Sebagaimana disebutkan juga, musik Gondang adalah pengiring dalam tarian ini. Gondang Batak merupakan alat musik ansambel yang sistem tangga nadanya memiliki variasi. Variasi tersebut bergantung kepada para pemain Sarune dan Taganing.
Gerakan dalam Tari Tandok umumnya didominasi oleh gerakan tangan. Terdapat bagian dimana para penari membentuk formasi melingkar disekitar Tandok. Gerakan ini menggambarkan suasana mengumpulkan beras di ladang.
Tari Manghutti Tandok ini selain mengandung nilai seni, juga mengandung nilai sejarah. Tradisi ini menggambarkan bahwa telah sejak dahulu masyarakat Batak hidup sebagai bangsa yang agraris yang erat dengan budaya tanam.
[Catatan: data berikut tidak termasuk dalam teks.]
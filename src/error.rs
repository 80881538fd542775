use thiserror::Error;

#[derive(Error, Debug)]
pub enum LensError {
    #[error("config parse error: {0}")]
    ConfigParse(String),

    #[error("invalid catalog: {0}")]
    CatalogInvalid(String),

    #[error("unknown category: {0}")]
    UnknownCategory(String),

    #[error("category rated more than once: {0}")]
    DuplicateRating(String),

    #[error("rating for {0} is applicable but has no value")]
    MissingValue(String),

    #[error("invalid rating for {category}: {value} is outside 1..={max}")]
    InvalidRating {
        category: String,
        value: i64,
        max: u32,
    },

    #[error("unsupported ratings file format: {0}")]
    UnsupportedFormat(String),

    #[error("io error: {0}")]
    Io(#[from] std::io::Error),

    #[error("toml parse error: {0}")]
    Toml(#[from] toml::de::Error),

    #[error("json error: {0}")]
    Json(#[from] serde_json::Error),
}

impl LensError {
    /// Errors caused by what the user typed or configured, as opposed to
    /// the environment failing underneath us.
    pub fn is_invalid_input(&self) -> bool {
        matches!(
            self,
            LensError::CatalogInvalid(_)
                | LensError::UnknownCategory(_)
                | LensError::DuplicateRating(_)
                | LensError::MissingValue(_)
                | LensError::InvalidRating { .. }
        )
    }
}

pub type Result<T> = std::result::Result<T, LensError>;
Masyarakat Batak juga sangat menjunjung nilai luhur, yakni penghormatan kepada alam sama seperti menghormati para leluhur. Nilai-nilai tersebut terkandung, baik dalam Manghutti Tandok maupun dalam Tandok itu sendiri.
Bagi suku Batak, keberadaan Tandok merupakan unsur penting dalam tradisi dan budayanya.
Ukuran Tandok sendiri bermacam-macam, umumnya yang digunakan oleh kaum Ibu dalam suku Batak berukuran 30 cm. Namun Tandok juga dapat mencapai ukuran 1 bahkan 3 meter, yang umumnya disebut Tandok raksasa.
Tradisi Manghutti Tandok umumnya ditampilkan dalam berbagai upacara adat Batak.
Upacara tersebut seperti Pesta Mangadati, Mangongkal Holi (Menggali tulang belulang leluhur untuk dipindahkan), Upacara adat tu na Monding (Kedukaan ketika ada yang meninggal), Tardidi, bahkan dalam acara ulang tahun atau syukuran.
Seiring berkembangnya zaman, tari Tandok ini kerap ditampilkan dalam beberapa acara, baik nasional maupun internasional.
Namun dalam penampilannya, Tandok sendiri tidak kehilangan maknanya. Gerakan Tor-tor yang mengiringi tradisi Manghutti Tandok ini tetap menggambarkan kehidupan agraris suku Batak.
Sobat GenPi, yuk kita lihat penampilan Tari Tandok ini dalam salah satu acara internasional beberapa waktu lalu. Begitu anggun dan cantiknya tiap gerakan para penari sembari menjunjung Tandok di atas kepala mereka,
Keren ya, Sobat GenPi. Gambaran nilai estetika dan luhur yang dikandung tiap gerakannya sangat terasa.
Bagi perempuan Batak, merupakan suatu kebanggaan apabila dapat mempertunjukkan tarian ini sepenuhnya dengan penuh keseimbangan sehingga Tandok diatas kepalanya tidak terjatuh.
Baca juga:
* Tradisi Lompat Batu Nias Siap Mendunia
Bagaimana menurutmu Tradisi Manghutti Tandok ini? Sudah pernah melihatnya secara langsung?
(Penulis: Richmond Faithful, Universitas Terbuka, Peserta Magang GenPinas 2021)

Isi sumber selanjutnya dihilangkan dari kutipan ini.